| TASK TO CARRY OUT |
From the entries below, gather each line containing the word "works".

| STUDY MATERIAL |

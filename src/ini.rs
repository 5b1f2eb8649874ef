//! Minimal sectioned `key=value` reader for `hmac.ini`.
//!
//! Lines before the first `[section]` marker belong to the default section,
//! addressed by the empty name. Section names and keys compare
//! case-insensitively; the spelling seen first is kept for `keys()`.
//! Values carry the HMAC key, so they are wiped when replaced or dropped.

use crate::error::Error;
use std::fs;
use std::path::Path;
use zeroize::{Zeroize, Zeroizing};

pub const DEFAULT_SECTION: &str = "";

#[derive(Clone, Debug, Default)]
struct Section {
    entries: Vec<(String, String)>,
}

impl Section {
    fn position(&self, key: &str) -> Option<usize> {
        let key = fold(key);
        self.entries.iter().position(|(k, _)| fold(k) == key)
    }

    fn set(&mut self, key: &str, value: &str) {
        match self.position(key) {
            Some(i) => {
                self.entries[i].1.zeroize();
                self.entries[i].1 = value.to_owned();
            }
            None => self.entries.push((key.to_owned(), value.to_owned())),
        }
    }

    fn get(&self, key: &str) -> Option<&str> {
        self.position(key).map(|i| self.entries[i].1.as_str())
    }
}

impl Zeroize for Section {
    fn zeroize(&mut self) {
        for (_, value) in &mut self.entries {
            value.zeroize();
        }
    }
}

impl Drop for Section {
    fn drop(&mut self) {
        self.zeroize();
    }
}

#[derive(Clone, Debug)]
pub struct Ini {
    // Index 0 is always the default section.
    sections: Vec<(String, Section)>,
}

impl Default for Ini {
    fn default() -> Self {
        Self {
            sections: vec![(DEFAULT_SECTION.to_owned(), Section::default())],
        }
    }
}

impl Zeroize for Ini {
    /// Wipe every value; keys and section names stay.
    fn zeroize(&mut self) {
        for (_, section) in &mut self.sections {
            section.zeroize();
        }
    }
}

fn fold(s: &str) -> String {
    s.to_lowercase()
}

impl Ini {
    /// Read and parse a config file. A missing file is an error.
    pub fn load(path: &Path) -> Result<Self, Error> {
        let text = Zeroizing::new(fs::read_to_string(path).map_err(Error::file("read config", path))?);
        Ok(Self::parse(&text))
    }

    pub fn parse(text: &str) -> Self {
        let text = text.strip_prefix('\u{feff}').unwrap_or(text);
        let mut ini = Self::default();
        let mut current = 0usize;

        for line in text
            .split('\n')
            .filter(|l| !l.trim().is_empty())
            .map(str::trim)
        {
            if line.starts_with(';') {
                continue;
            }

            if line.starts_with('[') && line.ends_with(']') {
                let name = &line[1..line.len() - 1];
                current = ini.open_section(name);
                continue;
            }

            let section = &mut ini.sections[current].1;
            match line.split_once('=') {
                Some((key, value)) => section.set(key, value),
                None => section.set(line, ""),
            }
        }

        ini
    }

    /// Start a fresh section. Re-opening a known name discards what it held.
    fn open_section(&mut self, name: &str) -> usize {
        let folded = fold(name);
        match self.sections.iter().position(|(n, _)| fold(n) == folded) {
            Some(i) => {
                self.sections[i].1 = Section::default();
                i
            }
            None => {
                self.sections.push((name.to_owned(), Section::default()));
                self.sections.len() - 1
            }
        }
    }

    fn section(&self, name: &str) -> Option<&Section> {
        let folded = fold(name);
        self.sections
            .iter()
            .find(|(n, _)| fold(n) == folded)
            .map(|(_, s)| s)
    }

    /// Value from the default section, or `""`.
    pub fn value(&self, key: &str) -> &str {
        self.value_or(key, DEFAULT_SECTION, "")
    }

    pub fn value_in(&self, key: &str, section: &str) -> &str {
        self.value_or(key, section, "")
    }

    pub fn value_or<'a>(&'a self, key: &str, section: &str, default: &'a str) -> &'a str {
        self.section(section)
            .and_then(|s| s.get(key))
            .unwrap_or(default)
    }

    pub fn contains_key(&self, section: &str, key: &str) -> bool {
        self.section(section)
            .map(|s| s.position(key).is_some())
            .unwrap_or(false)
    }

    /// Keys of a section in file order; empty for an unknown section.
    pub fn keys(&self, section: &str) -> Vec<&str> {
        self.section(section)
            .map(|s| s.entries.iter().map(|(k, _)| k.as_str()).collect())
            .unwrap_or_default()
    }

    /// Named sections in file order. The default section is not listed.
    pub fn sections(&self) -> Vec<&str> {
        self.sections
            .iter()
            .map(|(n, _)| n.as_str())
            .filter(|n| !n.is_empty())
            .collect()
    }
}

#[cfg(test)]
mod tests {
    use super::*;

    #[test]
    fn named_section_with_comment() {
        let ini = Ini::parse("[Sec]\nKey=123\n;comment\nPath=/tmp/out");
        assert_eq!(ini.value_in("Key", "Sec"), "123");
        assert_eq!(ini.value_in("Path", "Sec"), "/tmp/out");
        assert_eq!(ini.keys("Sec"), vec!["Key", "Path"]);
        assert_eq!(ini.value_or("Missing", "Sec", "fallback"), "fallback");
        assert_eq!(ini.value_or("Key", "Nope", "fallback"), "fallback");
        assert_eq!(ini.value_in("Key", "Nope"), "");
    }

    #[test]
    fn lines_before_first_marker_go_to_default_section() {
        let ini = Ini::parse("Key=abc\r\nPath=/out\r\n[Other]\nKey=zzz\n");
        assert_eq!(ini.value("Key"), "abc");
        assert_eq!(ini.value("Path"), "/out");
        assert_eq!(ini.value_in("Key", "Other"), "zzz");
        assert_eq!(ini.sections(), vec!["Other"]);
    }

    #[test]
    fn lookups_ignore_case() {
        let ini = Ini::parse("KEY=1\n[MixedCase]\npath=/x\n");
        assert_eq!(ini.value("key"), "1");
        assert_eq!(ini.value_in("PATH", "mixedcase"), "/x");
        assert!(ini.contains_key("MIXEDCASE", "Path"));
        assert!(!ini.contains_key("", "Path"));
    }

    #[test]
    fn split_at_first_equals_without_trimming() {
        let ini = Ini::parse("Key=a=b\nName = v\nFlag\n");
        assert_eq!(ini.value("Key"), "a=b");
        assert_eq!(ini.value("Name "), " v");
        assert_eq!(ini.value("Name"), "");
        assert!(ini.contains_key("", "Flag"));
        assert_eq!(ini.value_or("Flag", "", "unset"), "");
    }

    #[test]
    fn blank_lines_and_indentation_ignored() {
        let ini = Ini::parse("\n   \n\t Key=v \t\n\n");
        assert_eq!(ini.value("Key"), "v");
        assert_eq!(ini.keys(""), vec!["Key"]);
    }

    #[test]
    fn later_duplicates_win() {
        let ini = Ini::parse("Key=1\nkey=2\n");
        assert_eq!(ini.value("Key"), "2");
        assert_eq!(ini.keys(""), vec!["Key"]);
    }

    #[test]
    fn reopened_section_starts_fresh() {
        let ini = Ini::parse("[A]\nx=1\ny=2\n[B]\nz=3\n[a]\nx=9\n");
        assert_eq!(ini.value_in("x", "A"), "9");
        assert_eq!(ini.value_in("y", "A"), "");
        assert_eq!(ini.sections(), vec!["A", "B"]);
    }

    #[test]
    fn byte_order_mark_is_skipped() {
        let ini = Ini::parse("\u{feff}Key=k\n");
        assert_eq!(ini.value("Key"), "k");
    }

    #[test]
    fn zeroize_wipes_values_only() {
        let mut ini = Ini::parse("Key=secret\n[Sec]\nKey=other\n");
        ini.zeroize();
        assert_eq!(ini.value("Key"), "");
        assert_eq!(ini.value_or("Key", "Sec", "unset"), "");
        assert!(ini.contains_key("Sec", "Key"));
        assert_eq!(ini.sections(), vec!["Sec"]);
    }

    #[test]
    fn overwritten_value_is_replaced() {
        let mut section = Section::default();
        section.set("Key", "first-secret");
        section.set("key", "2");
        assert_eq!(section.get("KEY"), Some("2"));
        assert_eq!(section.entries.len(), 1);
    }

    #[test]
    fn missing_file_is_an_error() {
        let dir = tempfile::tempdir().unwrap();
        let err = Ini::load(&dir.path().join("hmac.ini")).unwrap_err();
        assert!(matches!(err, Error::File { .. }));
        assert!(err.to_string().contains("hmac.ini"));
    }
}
...
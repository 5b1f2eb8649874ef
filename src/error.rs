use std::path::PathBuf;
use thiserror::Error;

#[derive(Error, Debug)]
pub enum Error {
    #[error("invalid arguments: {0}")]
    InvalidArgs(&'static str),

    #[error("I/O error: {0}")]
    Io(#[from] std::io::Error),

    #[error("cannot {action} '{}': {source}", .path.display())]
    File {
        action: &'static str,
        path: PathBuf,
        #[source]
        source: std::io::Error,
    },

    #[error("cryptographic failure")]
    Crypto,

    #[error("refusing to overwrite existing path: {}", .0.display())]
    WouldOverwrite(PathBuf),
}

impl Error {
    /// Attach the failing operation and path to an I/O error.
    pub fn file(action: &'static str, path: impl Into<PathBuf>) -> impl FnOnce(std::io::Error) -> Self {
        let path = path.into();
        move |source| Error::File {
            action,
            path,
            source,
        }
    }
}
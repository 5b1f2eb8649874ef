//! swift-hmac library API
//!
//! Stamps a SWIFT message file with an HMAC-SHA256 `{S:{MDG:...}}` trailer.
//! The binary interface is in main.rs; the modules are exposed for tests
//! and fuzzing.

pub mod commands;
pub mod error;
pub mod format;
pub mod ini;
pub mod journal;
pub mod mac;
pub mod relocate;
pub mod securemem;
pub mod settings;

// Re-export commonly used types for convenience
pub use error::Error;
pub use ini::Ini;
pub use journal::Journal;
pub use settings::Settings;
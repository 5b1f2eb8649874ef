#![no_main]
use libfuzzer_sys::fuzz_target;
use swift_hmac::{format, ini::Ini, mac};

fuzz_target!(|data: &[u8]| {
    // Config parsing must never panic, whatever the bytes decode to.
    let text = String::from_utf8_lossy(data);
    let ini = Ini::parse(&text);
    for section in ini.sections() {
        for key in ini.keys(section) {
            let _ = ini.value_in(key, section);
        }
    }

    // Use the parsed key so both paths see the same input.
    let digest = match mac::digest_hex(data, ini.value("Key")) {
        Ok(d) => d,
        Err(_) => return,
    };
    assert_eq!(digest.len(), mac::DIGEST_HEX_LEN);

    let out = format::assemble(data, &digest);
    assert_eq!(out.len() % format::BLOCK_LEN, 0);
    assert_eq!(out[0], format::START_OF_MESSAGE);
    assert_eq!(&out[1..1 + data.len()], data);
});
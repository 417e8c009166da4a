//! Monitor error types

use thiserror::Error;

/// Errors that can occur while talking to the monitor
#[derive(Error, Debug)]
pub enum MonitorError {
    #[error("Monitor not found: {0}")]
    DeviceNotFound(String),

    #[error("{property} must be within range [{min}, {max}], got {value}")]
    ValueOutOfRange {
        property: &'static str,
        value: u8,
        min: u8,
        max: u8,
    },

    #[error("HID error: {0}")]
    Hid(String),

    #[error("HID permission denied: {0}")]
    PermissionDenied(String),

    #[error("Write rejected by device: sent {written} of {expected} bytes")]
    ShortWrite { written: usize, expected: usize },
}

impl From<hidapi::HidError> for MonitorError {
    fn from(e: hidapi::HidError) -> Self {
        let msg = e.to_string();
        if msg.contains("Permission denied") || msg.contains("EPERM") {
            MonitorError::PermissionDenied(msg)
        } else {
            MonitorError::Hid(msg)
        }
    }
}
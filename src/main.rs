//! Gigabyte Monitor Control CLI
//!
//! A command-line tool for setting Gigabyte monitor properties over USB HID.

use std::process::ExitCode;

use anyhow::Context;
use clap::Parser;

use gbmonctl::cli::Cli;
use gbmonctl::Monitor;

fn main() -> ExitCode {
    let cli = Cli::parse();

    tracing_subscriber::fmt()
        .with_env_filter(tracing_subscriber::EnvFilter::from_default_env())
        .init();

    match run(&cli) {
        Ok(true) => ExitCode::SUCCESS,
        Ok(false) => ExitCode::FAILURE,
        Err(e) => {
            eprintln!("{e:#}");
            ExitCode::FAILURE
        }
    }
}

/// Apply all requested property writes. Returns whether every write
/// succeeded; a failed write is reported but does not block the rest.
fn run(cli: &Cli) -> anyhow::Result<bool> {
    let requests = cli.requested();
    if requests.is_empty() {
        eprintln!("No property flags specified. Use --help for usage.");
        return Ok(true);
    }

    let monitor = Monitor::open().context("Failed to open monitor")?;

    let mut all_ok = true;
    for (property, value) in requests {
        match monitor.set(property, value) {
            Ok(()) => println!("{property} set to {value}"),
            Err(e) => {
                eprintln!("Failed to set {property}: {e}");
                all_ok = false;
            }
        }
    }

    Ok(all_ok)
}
==
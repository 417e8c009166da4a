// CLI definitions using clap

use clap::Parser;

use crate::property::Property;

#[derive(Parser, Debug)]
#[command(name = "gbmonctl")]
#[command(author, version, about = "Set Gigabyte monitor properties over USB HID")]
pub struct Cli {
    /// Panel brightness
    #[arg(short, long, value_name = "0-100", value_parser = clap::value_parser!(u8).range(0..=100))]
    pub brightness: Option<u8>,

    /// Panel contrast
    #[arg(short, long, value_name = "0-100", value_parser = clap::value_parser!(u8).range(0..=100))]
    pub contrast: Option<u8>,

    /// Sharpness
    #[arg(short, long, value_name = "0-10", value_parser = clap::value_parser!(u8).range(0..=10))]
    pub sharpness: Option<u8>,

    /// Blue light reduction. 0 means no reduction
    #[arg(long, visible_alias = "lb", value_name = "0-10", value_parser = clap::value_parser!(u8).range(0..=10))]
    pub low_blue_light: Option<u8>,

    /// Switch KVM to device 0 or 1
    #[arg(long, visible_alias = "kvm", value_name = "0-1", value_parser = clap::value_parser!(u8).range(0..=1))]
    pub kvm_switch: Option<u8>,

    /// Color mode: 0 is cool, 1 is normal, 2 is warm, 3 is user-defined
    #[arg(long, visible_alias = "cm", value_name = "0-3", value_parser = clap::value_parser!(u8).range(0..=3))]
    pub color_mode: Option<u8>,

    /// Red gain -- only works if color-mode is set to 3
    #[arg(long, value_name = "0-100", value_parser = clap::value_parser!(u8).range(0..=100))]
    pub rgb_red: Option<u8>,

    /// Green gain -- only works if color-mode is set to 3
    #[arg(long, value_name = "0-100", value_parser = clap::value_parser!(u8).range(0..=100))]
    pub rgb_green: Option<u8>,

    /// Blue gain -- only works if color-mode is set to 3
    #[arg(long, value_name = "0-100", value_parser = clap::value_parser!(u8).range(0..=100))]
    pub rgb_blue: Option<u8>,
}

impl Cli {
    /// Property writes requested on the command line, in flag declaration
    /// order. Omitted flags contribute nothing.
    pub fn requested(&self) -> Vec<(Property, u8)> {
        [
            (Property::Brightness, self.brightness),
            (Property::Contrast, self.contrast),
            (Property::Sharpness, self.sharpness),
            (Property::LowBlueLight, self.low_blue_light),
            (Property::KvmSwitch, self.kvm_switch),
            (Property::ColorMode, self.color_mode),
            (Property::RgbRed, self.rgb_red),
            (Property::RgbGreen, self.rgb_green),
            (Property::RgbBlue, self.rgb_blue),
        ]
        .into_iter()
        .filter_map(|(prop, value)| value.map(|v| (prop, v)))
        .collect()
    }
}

| RESULT OF THE TASK |
    /// Red gain -- only works if color-mode is set to 3
    /// Green gain -- only works if color-mode is set to 3
    /// Blue gain -- only works if color-mode is set to 3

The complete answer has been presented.